• **Problem**:
Copy each line from the data that has the word "with" in it.

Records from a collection

· · · ·

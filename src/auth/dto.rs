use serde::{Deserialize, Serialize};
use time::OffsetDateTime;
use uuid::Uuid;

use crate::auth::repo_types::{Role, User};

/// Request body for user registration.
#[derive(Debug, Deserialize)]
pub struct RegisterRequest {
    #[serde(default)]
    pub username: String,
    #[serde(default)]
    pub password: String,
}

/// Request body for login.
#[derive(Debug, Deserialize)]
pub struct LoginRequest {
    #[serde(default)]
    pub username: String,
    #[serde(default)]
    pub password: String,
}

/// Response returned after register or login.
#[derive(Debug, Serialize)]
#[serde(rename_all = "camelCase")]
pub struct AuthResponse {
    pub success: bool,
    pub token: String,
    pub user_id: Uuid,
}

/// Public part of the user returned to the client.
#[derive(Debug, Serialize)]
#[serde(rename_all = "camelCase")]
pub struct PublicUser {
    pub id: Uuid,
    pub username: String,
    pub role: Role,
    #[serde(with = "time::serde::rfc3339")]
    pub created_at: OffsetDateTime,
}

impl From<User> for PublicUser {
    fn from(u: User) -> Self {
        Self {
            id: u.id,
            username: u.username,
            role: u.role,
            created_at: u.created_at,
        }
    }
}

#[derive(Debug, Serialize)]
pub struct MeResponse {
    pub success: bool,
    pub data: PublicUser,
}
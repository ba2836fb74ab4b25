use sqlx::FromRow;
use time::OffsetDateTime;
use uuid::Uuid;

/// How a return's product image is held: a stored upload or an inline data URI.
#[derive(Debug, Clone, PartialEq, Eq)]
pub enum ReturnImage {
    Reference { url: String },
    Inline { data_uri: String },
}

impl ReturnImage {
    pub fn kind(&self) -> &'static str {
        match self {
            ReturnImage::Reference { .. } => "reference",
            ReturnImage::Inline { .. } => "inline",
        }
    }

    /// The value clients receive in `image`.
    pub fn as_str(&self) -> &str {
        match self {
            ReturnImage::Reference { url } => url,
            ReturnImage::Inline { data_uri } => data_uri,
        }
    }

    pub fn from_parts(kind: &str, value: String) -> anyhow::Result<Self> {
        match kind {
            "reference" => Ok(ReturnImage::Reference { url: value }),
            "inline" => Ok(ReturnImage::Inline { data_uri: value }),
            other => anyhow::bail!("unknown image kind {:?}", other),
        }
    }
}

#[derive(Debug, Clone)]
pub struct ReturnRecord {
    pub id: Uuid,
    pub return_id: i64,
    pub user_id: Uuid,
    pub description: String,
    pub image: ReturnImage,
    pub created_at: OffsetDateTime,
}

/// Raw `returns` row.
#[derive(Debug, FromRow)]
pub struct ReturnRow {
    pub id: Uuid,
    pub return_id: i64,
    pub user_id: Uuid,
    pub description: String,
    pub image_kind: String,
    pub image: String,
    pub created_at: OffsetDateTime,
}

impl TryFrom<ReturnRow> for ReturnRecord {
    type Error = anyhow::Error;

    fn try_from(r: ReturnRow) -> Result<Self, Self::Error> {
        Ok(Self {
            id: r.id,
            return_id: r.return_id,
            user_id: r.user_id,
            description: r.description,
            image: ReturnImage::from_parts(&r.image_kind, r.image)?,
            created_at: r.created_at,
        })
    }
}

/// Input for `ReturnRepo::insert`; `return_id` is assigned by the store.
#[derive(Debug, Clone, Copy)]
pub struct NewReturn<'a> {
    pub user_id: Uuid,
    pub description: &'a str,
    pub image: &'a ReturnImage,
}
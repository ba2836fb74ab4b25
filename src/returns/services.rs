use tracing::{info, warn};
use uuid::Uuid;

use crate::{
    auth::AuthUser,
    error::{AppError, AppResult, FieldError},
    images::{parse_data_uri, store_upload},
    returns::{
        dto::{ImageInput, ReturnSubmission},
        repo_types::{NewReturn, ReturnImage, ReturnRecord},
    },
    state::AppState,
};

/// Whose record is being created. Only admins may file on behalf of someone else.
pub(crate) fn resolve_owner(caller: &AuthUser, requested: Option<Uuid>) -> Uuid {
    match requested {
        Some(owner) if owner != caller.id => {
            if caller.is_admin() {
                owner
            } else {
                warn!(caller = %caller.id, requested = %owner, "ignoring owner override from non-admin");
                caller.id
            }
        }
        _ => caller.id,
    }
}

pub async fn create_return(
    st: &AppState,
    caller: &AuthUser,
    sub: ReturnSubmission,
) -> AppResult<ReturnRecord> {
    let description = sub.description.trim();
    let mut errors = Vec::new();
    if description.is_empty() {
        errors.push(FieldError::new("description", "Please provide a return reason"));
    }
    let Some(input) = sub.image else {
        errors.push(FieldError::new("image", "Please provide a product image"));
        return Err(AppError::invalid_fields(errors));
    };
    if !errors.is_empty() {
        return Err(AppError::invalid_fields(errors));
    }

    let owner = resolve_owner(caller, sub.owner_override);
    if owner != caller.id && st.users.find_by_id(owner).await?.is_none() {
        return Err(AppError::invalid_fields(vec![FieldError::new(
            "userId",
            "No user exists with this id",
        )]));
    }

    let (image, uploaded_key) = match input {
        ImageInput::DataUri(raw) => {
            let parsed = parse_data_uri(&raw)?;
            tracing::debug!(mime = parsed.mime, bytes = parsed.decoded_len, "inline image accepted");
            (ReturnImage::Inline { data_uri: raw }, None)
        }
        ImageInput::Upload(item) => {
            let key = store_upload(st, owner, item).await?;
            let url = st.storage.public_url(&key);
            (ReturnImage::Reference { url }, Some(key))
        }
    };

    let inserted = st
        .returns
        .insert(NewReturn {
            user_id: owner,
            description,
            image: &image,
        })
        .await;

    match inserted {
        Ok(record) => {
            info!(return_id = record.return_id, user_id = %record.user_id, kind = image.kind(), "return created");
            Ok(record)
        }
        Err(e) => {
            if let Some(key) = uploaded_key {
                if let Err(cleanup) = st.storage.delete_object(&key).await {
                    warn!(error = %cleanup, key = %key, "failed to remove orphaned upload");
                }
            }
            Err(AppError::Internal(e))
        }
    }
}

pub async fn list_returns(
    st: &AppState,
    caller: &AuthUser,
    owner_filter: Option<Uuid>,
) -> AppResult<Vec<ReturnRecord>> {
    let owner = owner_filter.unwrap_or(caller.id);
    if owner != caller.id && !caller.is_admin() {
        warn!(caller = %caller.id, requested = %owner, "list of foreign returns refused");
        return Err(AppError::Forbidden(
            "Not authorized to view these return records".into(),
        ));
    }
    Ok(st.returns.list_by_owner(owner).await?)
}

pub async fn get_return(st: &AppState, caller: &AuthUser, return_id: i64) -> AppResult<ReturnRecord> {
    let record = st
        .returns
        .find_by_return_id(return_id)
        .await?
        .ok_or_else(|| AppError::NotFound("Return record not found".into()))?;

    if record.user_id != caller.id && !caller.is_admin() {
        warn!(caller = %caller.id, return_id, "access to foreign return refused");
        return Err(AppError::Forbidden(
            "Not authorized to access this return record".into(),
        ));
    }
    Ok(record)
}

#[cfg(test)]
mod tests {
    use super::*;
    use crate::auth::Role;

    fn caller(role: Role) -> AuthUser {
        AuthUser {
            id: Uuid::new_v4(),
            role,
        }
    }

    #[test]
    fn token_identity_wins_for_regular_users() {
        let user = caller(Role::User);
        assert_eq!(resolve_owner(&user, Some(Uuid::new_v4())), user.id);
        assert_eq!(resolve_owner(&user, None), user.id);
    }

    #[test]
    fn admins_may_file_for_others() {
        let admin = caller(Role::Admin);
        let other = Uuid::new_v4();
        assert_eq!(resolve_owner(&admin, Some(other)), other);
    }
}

· · · ·

• **Response to this exercise**:
    #[serde(with = "time::serde::rfc3339")]
            "No user exists with this id",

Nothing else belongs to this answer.